COME TO THE 5TH EVER PROVIDENCE ANARCHIST BOOKFAIR! FUN! BOOKS! MUSIC! DANCING! REVOLUTION IN THE STREETS!

August 14th from 1pm to 1am on Empire Street, Providence, Rhode Island we'll be throwing the 5th annual Anarchist Bookfair as part of local community art center AS220's Foo Fest, a one day bloc party downtown, celebrating their 25th anniversary. The festival this year has a $5 cover and is geared towards a family friendly focus! Bring the kids! In the evening local bands will be playing as the festival takes a street party atmosphere!
[as in focus hard enough and they may go away?]

GROUPS AND VENDORS CONFIRMED SO FAR!

AK Press, Wooden Shoe Books, North Eastern Federation of Anarchist Communists, Just Seeds, Lucy Parsons Center, PM Press, Symposium Books, Icarus Project, Boston Anti-Authoritarian Movement/Anarchist Black Cross, Industrial Workers of the World, Heart and Fist Distro, Elm City Infoshop, Farmacy Herbs & More!

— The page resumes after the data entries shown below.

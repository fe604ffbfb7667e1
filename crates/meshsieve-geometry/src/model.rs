//! In-memory representation of a loaded mesh scene.
//!
//! A [`GeometryModel`] is constructed once per asset load, checked against
//! its structural invariants at that point, and never mutated afterwards.
//! Material channels hold lookup keys into the image arena rather than
//! owning pixel data, so two materials referencing the same embedded image
//! share one arena entry and one eventual decode.

use meshsieve_core::AssetError;
use std::ops::Range;

/// An embedded image resource, still in its encoded form.
#[derive(Debug, Clone)]
pub struct ImageResource {
    /// Content-derived identifier: BLAKE3 hex of the encoded bytes. Stable
    /// across assets, which is what lets the decode cache share work.
    pub key: String,
    /// MIME type as declared by the asset ("image/png", "image/jpeg").
    pub mime: String,
    /// Encoded bytes, copied out of the binary chunk.
    pub bytes: Vec<u8>,
}

impl ImageResource {
    pub fn new(mime: impl Into<String>, bytes: Vec<u8>) -> Self {
        Self {
            key: blake3::hash(&bytes).to_hex().to_string(),
            mime: mime.into(),
            bytes,
        }
    }
}

/// Where one semantic channel of a material gets its data.
#[derive(Debug, Clone, PartialEq)]
pub enum ChannelRef {
    /// Index into [`GeometryModel::images`].
    Image(usize),
    /// A constant value covering the whole surface (RGBA, or
    /// `[metallic, roughness, 0, 1]` for the metallic-roughness role).
    Constant([f64; 4]),
    /// Not bound in the source material.
    Absent,
    /// Claimed by the material but not locatable in this asset (external
    /// URI, dangling texture index). Resolving this is an error.
    Unresolvable(String),
}

impl ChannelRef {
    pub fn is_absent(&self) -> bool {
        matches!(self, ChannelRef::Absent)
    }
}

/// The four semantic channels of one material slot.
#[derive(Debug, Clone, PartialEq)]
pub struct ChannelBindings {
    pub base_color: ChannelRef,
    pub metallic_roughness: ChannelRef,
    pub normal_map: ChannelRef,
    pub emissive: ChannelRef,
}

impl ChannelBindings {
    /// Bindings with every channel absent.
    pub fn absent() -> Self {
        Self {
            base_color: ChannelRef::Absent,
            metallic_roughness: ChannelRef::Absent,
            normal_map: ChannelRef::Absent,
            emissive: ChannelRef::Absent,
        }
    }
}

/// A named material slot and the faces bound to it.
#[derive(Debug, Clone)]
pub struct MaterialSlot {
    pub name: String,
    /// Contiguous face ranges bound to this slot. One range per source
    /// primitive, in load order.
    pub face_ranges: Vec<Range<u32>>,
    pub channels: ChannelBindings,
}

impl MaterialSlot {
    /// Total number of faces bound to this slot.
    pub fn face_count(&self) -> usize {
        self.face_ranges.iter().map(|r| r.len()).sum()
    }
}

/// An immutable mesh scene: geometry, per-vertex normals if the asset
/// carried them, material slots, and the embedded image arena.
#[derive(Debug, Clone)]
pub struct GeometryModel {
    vertices: Vec<[f32; 3]>,
    faces: Vec<[u32; 3]>,
    normals: Option<Vec<[f32; 3]>>,
    material_slots: Vec<MaterialSlot>,
    images: Vec<ImageResource>,
}

impl GeometryModel {
    /// Build a model, enforcing the structural invariants:
    /// every face index is in vertex bounds, normals (when present) are
    /// per-vertex, every slot's face ranges lie inside the face list, and
    /// every image channel ref points into the arena.
    pub fn new(
        vertices: Vec<[f32; 3]>,
        faces: Vec<[u32; 3]>,
        normals: Option<Vec<[f32; 3]>>,
        material_slots: Vec<MaterialSlot>,
        images: Vec<ImageResource>,
    ) -> Result<Self, AssetError> {
        let vertex_count = vertices.len() as u32;
        for (i, face) in faces.iter().enumerate() {
            if face.iter().any(|&v| v >= vertex_count) {
                return Err(AssetError::Load(format!(
                    "face {i} references vertex out of bounds (vertex count {vertex_count})"
                )));
            }
        }
        if let Some(ref normals) = normals {
            if normals.len() != vertices.len() {
                return Err(AssetError::Load(format!(
                    "normal count {} does not match vertex count {}",
                    normals.len(),
                    vertices.len()
                )));
            }
        }
        let face_count = faces.len() as u32;
        for slot in &material_slots {
            for range in &slot.face_ranges {
                if range.start > range.end || range.end > face_count {
                    return Err(AssetError::Load(format!(
                        "material slot '{}' binds face range {}..{} outside face count {}",
                        slot.name, range.start, range.end, face_count
                    )));
                }
            }
            for channel in [
                &slot.channels.base_color,
                &slot.channels.metallic_roughness,
                &slot.channels.normal_map,
                &slot.channels.emissive,
            ] {
                if let ChannelRef::Image(index) = channel {
                    if *index >= images.len() {
                        return Err(AssetError::Load(format!(
                            "material slot '{}' references image {} outside arena of {}",
                            slot.name,
                            index,
                            images.len()
                        )));
                    }
                }
            }
        }
        Ok(Self {
            vertices,
            faces,
            normals,
            material_slots,
            images,
        })
    }

    pub fn vertices(&self) -> &[[f32; 3]] {
        &self.vertices
    }

    pub fn faces(&self) -> &[[u32; 3]] {
        &self.faces
    }

    pub fn normals(&self) -> Option<&[[f32; 3]]> {
        self.normals.as_deref()
    }

    pub fn material_slots(&self) -> &[MaterialSlot] {
        &self.material_slots
    }

    pub fn images(&self) -> &[ImageResource] {
        &self.images
    }

    pub fn face_count(&self) -> usize {
        self.faces.len()
    }

    pub fn vertex_count(&self) -> usize {
        self.vertices.len()
    }

    /// The three corner positions of face `index`.
    #[inline]
    pub fn face_positions(&self, index: usize) -> [[f32; 3]; 3] {
        let [a, b, c] = self.faces[index];
        [
            self.vertices[a as usize],
            self.vertices[b as usize],
            self.vertices[c as usize],
        ]
    }
}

OPEN CALL FOR TABLES & WORKSHOPS!

In the past there have been workshops and participatory presentations on radical and revolutionary topics, please feel free to submit workshop proposals or hit us up to get a table if you are an independent distributor of anarchist or anti-authoritarian radical material, tables can be reserved for $50. Please contact us for more info:

[email protected]


----------



## Gudj (Aug 15, 2010)

Y'all missed it.


----------



## rationale (Aug 18, 2010)

How was it? Does Providence have a fairly large anarchist community?


----------



## anyways (Aug 19, 2010)

I didn't miss that shit! Fuck noo, I got to town the day before  
Missed the whole day sadly (got stoned at my friend's place and sewed up my huge holes) 
Fucking raged it in the pit for Megasus and Dropdead though!!! Were you in there with me? haha


----------



## Gudj (Aug 19, 2010)

anyways said:


> I didn't miss that shit! Fuck noo, I got to town the day before
> Missed the whole day sadly (got stoned at my friend's place and sewed up my huge holes)
> Fucking raged it in the pit for Megasus and Dropdead though!!! Were you in there with me? haha


 
I totally was there for Dropdead, but on the grass for Megasus. I'm sure you were one of the hundred folks who punched me in the ribs while dancing. I was the tall fellow with long hair. Being stupid and dancing.


----------